Artist Profile: Debra Lynn Gold

Portfolio Samples:    
 

Artist Statement:
A small child trails obediently behind her family through the grand halls of the Art Institute of Chicago during one of their frequent visits.  Finally she comes upon a painting that’s on her own eye level!  Seurat’s La Grande Jatte is so big that she can actually gaze straight into the lower parts where she memorizes the gazillions of small contrasting colored dots.  Stepping back brings the thrill of seeing how those little dots have added up to one very large picture.  A revelation!  That’s when I began to notice detail, to see how many, many small things could add up to something very large, to appreciate the structural layers of objects, and to cherish color.  These axioms continue in my work today.

My mother was a professional hobbyist.  During her copper enameling period, I watched for hours as she sat at the kitchen table turning dull powder into vibrant colors inside her trinket kiln.  I made my first piece of jewelry with her at age five.

Years later, life took me to an art school in a small town in Mexico where an enrollment snafu accidentally sent me to my first jewelry class.  The facility was about as crude as my ability to understand the teacher’s technical Spanish, but I had found my new love of metals and returned to Indiana University to get my MFA.

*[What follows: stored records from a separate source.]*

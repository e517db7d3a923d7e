//! Row and response types for the user administration feature
//!
//! User rows carry their role set as a text array; the `admin` and
//! `control-owner` values are enforced at the command boundary. API
//! responses attach the derived list of owned control ids.

use chrono::{DateTime, Utc};
use serde::{Deserialize, Serialize};
use uuid::Uuid;

use soxhub_common::types::Role;

/// A user row as stored in the `users` table
#[derive(Debug, Clone, sqlx::FromRow)]
pub struct UserRecord {
    pub id: Uuid,
    pub name: String,
    pub email: String,
    pub roles: Vec<String>,
    pub active: bool,
    pub created_at: DateTime<Utc>,
    pub updated_at: DateTime<Utc>,
}

impl UserRecord {
    /// True when this user is active and holds the admin role
    pub fn is_active_admin(&self) -> bool {
        self.active && self.roles.iter().any(|r| r == Role::Admin.as_str())
    }
}

/// A user row joined with the ids of the controls it owns
#[derive(Debug, Clone, sqlx::FromRow)]
pub struct UserWithControls {
    pub id: Uuid,
    pub name: String,
    pub email: String,
    pub roles: Vec<String>,
    pub active: bool,
    pub owned_controls: Vec<Uuid>,
    pub created_at: DateTime<Utc>,
    pub updated_at: DateTime<Utc>,
}

/// API representation of a user
#[derive(Debug, Clone, Serialize, Deserialize)]
pub struct UserResponse {
    pub id: Uuid,
    pub name: String,
    pub email: String,
    pub roles: Vec<String>,
    pub active: bool,
    /// Ids of the controls this user owns
    pub owned_controls: Vec<Uuid>,
    pub created_at: DateTime<Utc>,
    pub updated_at: DateTime<Utc>,
}

impl From<UserWithControls> for UserResponse {
    fn from(record: UserWithControls) -> Self {
        UserResponse {
            id: record.id,
            name: record.name,
            email: record.email,
            roles: record.roles,
            active: record.active,
            owned_controls: record.owned_controls,
            created_at: record.created_at,
            updated_at: record.updated_at,
        }
    }
}

/// Columns selected whenever a plain user row is loaded
pub(crate) const USER_COLUMNS: &str = "id, name, email, roles, active, created_at, updated_at";

/// Select list joining each user with its owned control ids
pub(crate) const USER_WITH_CONTROLS_SELECT: &str = r#"
    SELECT u.id, u.name, u.email, u.roles, u.active,
           COALESCE(array_agg(c.id ORDER BY c.code) FILTER (WHERE c.id IS NOT NULL),
                    ARRAY[]::uuid[]) AS owned_controls,
           u.created_at, u.updated_at
    FROM users u
    LEFT JOIN controls c ON c.owner_id = u.id
"#;

/// Fetch one user with owned control ids
pub(crate) async fn fetch_user_with_controls<'e, E>(
    executor: E,
    id: Uuid,
) -> Result<Option<UserWithControls>, sqlx::Error>
where
    E: sqlx::PgExecutor<'e>,
{
    let sql = format!("{} WHERE u.id = $1 GROUP BY u.id", USER_WITH_CONTROLS_SELECT);

    sqlx::query_as::<_, UserWithControls>(&sql)
        .bind(id)
        .fetch_optional(executor)
        .await
}

/// Fetch one user row by id, locking it for the rest of the transaction
pub(crate) async fn fetch_user_for_update(
    tx: &mut sqlx::Transaction<'_, sqlx::Postgres>,
    id: Uuid,
) -> Result<Option<UserRecord>, sqlx::Error> {
    let sql = format!("SELECT {} FROM users WHERE id = $1 FOR UPDATE", USER_COLUMNS);

    sqlx::query_as::<_, UserRecord>(&sql)
        .bind(id)
        .fetch_optional(&mut **tx)
        .await
}

/// Ids of the controls owned by a user, ordered by control code
pub(crate) async fn owned_control_ids<'e, E>(
    executor: E,
    user_id: Uuid,
) -> Result<Vec<Uuid>, sqlx::Error>
where
    E: sqlx::PgExecutor<'e>,
{
    sqlx::query_scalar::<_, Uuid>("SELECT id FROM controls WHERE owner_id = $1 ORDER BY code")
        .bind(user_id)
        .fetch_all(executor)
        .await
}

/// Parse raw role strings into typed roles
///
/// Returns the first unrecognized value on failure so callers can name
/// it in their own error type.
pub(crate) fn parse_roles(raw: &[String]) -> Result<Vec<Role>, String> {
    let mut roles = Vec::with_capacity(raw.len());
    for value in raw {
        let role = value.parse::<Role>().map_err(|_| value.clone())?;
        roles.push(role);
    }
    Ok(roles)
}

/// Count active admins other than the given user
///
/// The last-admin rule: an operation that would remove the admin role
/// from, deactivate, or delete a user must fail when this count is zero
/// and the user is currently an active admin.
pub(crate) async fn count_other_active_admins(
    tx: &mut sqlx::Transaction<'_, sqlx::Postgres>,
    user_id: Uuid,
) -> Result<i64, sqlx::Error> {
    sqlx::query_scalar::<_, i64>(
        r#"
        SELECT COUNT(*)
        FROM users
        WHERE $1 = ANY(roles) AND active AND id != $2
        "#,
    )
    .bind(Role::Admin.as_str())
    .bind(user_id)
    .fetch_one(&mut **tx)
    .await
}
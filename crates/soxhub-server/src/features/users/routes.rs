//! User administration API routes
//!
//! # Route Structure
//!
//! - `POST /api/users` - Create a user
//! - `GET /api/users` - List with pagination and filters
//! - `GET /api/users/:id` - Get a single user by id
//! - `PUT /api/users/:id` - Update a user
//! - `DELETE /api/users/:id` - Delete a user

use crate::api::response::{ApiResponse, ErrorResponse};
use axum::{
    extract::{Path, Query, State},
    http::StatusCode,
    response::{IntoResponse, Response},
    routing::{delete, get, post, put},
    Json, Router,
};
use serde_json::json;
use sqlx::PgPool;
use uuid::Uuid;

use super::commands::{
    CreateUserCommand, CreateUserError, DeleteUserCommand, DeleteUserError, UpdateUserCommand,
    UpdateUserError,
};
use super::queries::{GetUserError, GetUserQuery, ListUsersError, ListUsersQuery};

// ============================================================================
// Router Configuration
// ============================================================================

/// Creates the users router with all routes configured
pub fn users_routes() -> Router<PgPool> {
    Router::new()
        .route("/", post(create_user))
        .route("/", get(list_users))
        .route("/:id", get(get_user))
        .route("/:id", put(update_user))
        .route("/:id", delete(delete_user))
}

// ============================================================================
// Command Handlers (Write Operations)
// ============================================================================

/// Create a new user
///
/// # Endpoint
///
/// `POST /api/users`
///
/// # Request Body
///
/// ```json
/// {
///   "name": "Dana Admin",
///   "email": "dana@example.com",
///   "roles": ["admin"],
///   "active": true
/// }
/// ```
///
/// # Response
///
/// - `201 Created` - User created
/// - `400 Bad Request` - Validation failed
/// - `409 Conflict` - Email already taken
/// - `500 Internal Server Error` - Database error
#[tracing::instrument(skip(pool, command), fields(email = %command.email))]
async fn create_user(
    State(pool): State<PgPool>,
    Json(command): Json<CreateUserCommand>,
) -> Result<Response, UserApiError> {
    let response = super::commands::create::handle(pool, command).await?;

    tracing::info!(user_id = %response.id, "User created via API");

    Ok((StatusCode::CREATED, Json(ApiResponse::success(response))).into_response())
}

/// Update an existing user
///
/// # Endpoint
///
/// `PUT /api/users/:id`
///
/// # Response
///
/// - `200 OK` - User updated
/// - `400 Bad Request` - Validation failed or empty body
/// - `404 Not Found` - User not found
/// - `409 Conflict` - Email taken, or the change would remove the last
///   active admin
/// - `500 Internal Server Error` - Database error
#[tracing::instrument(skip(pool, command), fields(user_id = %id))]
async fn update_user(
    State(pool): State<PgPool>,
    Path(id): Path<Uuid>,
    Json(mut command): Json<UpdateUserCommand>,
) -> Result<Response, UserApiError> {
    command.id = id;

    let response = super::commands::update::handle(pool, command).await?;

    tracing::info!(user_id = %response.id, "User updated via API");

    Ok((StatusCode::OK, Json(ApiResponse::success(response))).into_response())
}

/// Delete a user
///
/// # Endpoint
///
/// `DELETE /api/users/:id`
///
/// # Response
///
/// - `200 OK` - User deleted; owned controls are released
/// - `404 Not Found` - User not found
/// - `409 Conflict` - User is the last active admin
/// - `500 Internal Server Error` - Database error
#[tracing::instrument(skip(pool), fields(user_id = %id))]
async fn delete_user(
    State(pool): State<PgPool>,
    Path(id): Path<Uuid>,
) -> Result<Response, UserApiError> {
    let response = super::commands::delete::handle(pool, DeleteUserCommand { id }).await?;

    tracing::info!(
        user_id = %response.id,
        released = response.released_controls.len(),
        "User deleted via API"
    );

    Ok((StatusCode::OK, Json(ApiResponse::success(response))).into_response())
}

// ============================================================================
// Query Handlers (Read Operations)
// ============================================================================

/// Get a single user by id
///
/// # Endpoint
///
/// `GET /api/users/:id`
///
/// The response includes the ids of the controls the user owns.
#[tracing::instrument(skip(pool), fields(user_id = %id))]
async fn get_user(
    State(pool): State<PgPool>,
    Path(id): Path<Uuid>,
) -> Result<Response, UserApiError> {
    let query = GetUserQuery { id };

    let response = super::queries::get::handle(pool, query).await?;

    tracing::debug!(user_id = %response.id, "User retrieved via API");

    Ok((StatusCode::OK, Json(ApiResponse::success(response))).into_response())
}

/// List users with pagination and filters
///
/// # Endpoint
///
/// `GET /api/users?page=1&per_page=25&role=admin&active=true`
#[tracing::instrument(
    skip(pool, query),
    fields(page = ?query.page, per_page = ?query.per_page, role = ?query.role)
)]
async fn list_users(
    State(pool): State<PgPool>,
    Query(query): Query<ListUsersQuery>,
) -> Result<Response, UserApiError> {
    let response = super::queries::list::handle(pool, query).await?;

    tracing::debug!(
        count = response.items.len(),
        total = response.pagination.total,
        "Users listed via API"
    );

    let meta = json!({
        "pagination": response.pagination
    });

    Ok(
        (StatusCode::OK, Json(ApiResponse::success_with_meta(response.items, meta)))
            .into_response(),
    )
}

// ============================================================================
// Error Handling
// ============================================================================

/// Unified error type for user API endpoints
#[derive(Debug)]
enum UserApiError {
    CreateError(CreateUserError),
    UpdateError(UpdateUserError),
    DeleteError(DeleteUserError),
    GetError(GetUserError),
    ListError(ListUsersError),
}

impl From<CreateUserError> for UserApiError {
    fn from(err: CreateUserError) -> Self {
        Self::CreateError(err)
    }
}

impl From<UpdateUserError> for UserApiError {
    fn from(err: UpdateUserError) -> Self {
        Self::UpdateError(err)
    }
}

impl From<DeleteUserError> for UserApiError {
    fn from(err: DeleteUserError) -> Self {
        Self::DeleteError(err)
    }
}

impl From<GetUserError> for UserApiError {
    fn from(err: GetUserError) -> Self {
        Self::GetError(err)
    }
}

impl From<ListUsersError> for UserApiError {
    fn from(err: ListUsersError) -> Self {
        Self::ListError(err)
    }
}

impl IntoResponse for UserApiError {
    fn into_response(self) -> Response {
        match self {
            // Create errors
            UserApiError::CreateError(CreateUserError::NameValidation(_))
            | UserApiError::CreateError(CreateUserError::EmailValidation(_))
            | UserApiError::CreateError(CreateUserError::RoleSetValidation(_))
            | UserApiError::CreateError(CreateUserError::InvalidRole(_)) => {
                let error = ErrorResponse::new("VALIDATION_ERROR", self.to_string());
                (StatusCode::BAD_REQUEST, Json(error)).into_response()
            },
            UserApiError::CreateError(CreateUserError::DuplicateEmail(_)) => {
                let error = ErrorResponse::new("CONFLICT", self.to_string());
                (StatusCode::CONFLICT, Json(error)).into_response()
            },
            UserApiError::CreateError(CreateUserError::Database(_)) => {
                tracing::error!("Database error during user creation: {}", self);
                let error = ErrorResponse::new("INTERNAL_ERROR", "A database error occurred");
                (StatusCode::INTERNAL_SERVER_ERROR, Json(error)).into_response()
            },

            // Update errors
            UserApiError::UpdateError(UpdateUserError::NoFieldsToUpdate)
            | UserApiError::UpdateError(UpdateUserError::NameValidation(_))
            | UserApiError::UpdateError(UpdateUserError::EmailValidation(_))
            | UserApiError::UpdateError(UpdateUserError::RoleSetValidation(_))
            | UserApiError::UpdateError(UpdateUserError::InvalidRole(_)) => {
                let error = ErrorResponse::new("VALIDATION_ERROR", self.to_string());
                (StatusCode::BAD_REQUEST, Json(error)).into_response()
            },
            UserApiError::UpdateError(UpdateUserError::NotFound(id)) => {
                let error = ErrorResponse::new("NOT_FOUND", format!("User '{}' not found", id));
                (StatusCode::NOT_FOUND, Json(error)).into_response()
            },
            UserApiError::UpdateError(UpdateUserError::DuplicateEmail(_))
            | UserApiError::UpdateError(UpdateUserError::LastActiveAdmin(_)) => {
                let error = ErrorResponse::new("CONFLICT", self.to_string());
                (StatusCode::CONFLICT, Json(error)).into_response()
            },
            UserApiError::UpdateError(UpdateUserError::Database(_)) => {
                tracing::error!("Database error during user update: {}", self);
                let error = ErrorResponse::new("INTERNAL_ERROR", "A database error occurred");
                (StatusCode::INTERNAL_SERVER_ERROR, Json(error)).into_response()
            },

            // Delete errors
            UserApiError::DeleteError(DeleteUserError::NotFound(id)) => {
                let error = ErrorResponse::new("NOT_FOUND", format!("User '{}' not found", id));
                (StatusCode::NOT_FOUND, Json(error)).into_response()
            },
            UserApiError::DeleteError(DeleteUserError::LastActiveAdmin(_)) => {
                let error = ErrorResponse::new("CONFLICT", self.to_string());
                (StatusCode::CONFLICT, Json(error)).into_response()
            },
            UserApiError::DeleteError(DeleteUserError::Database(_)) => {
                tracing::error!("Database error during user deletion: {}", self);
                let error = ErrorResponse::new("INTERNAL_ERROR", "A database error occurred");
                (StatusCode::INTERNAL_SERVER_ERROR, Json(error)).into_response()
            },

            // Get errors
            UserApiError::GetError(GetUserError::NotFound(id)) => {
                let error = ErrorResponse::new("NOT_FOUND", format!("User '{}' not found", id));
                (StatusCode::NOT_FOUND, Json(error)).into_response()
            },
            UserApiError::GetError(GetUserError::Database(_)) => {
                tracing::error!("Database error during user retrieval: {}", self);
                let error = ErrorResponse::new("INTERNAL_ERROR", "A database error occurred");
                (StatusCode::INTERNAL_SERVER_ERROR, Json(error)).into_response()
            },

            // List errors
            UserApiError::ListError(ListUsersError::InvalidPage)
            | UserApiError::ListError(ListUsersError::InvalidPerPage)
            | UserApiError::ListError(ListUsersError::InvalidRole(_)) => {
                let error = ErrorResponse::new("VALIDATION_ERROR", self.to_string());
                (StatusCode::BAD_REQUEST, Json(error)).into_response()
            },
            UserApiError::ListError(ListUsersError::Database(_)) => {
                tracing::error!("Database error during user listing: {}", self);
                let error = ErrorResponse::new("INTERNAL_ERROR", "A database error occurred");
                (StatusCode::INTERNAL_SERVER_ERROR, Json(error)).into_response()
            },
        }
    }
}

impl std::fmt::Display for UserApiError {
    fn fmt(&self, f: &mut std::fmt::Formatter<'_>) -> std::fmt::Result {
        match self {
            Self::CreateError(e) => write!(f, "{}", e),
            Self::UpdateError(e) => write!(f, "{}", e),
            Self::DeleteError(e) => write!(f, "{}", e),
            Self::GetError(e) => write!(f, "{}", e),
            Self::ListError(e) => write!(f, "{}", e),
        }
    }
}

Today, there are few joys greater than having a productive day at the jeweler’s bench, gathering those wisps of creativity into a finished form.  Sawing, filing, forging, and soldering create the direct hands on connection to my materials that makes the most sense to me and charts my designs.  My primary material is sterling silver.  I use stainless steel for structural considerations and aluminum for lightness, and, most importantly, color.  Aluminum requires that I invent ways to combine it with other metals without the use of solder.  These cold connections offer new ways of defining relationships and lend possibilities of movement within the work.  I often place playful elements within a formal, engineered, spatial structure.  The playfulness comes as parts rotate, interlock, slide, spin, flex, and flip. 

Space is the most important design element in my work.  I want my work to be dynamic and commanding of its own space.  It should also redefine space when it’s being worn.  I enjoy the duality of a piece of jewelry – that it’s one thing by itself and another when combined with the human form.  I believe that jewelry should be as dynamic as the human form on which it’s worn.  It should be an object of beauty that distinguishes itself, and that distinguishes the person who has chosen to own it.   My works are completed when they’re being worn and treasured by their new owner.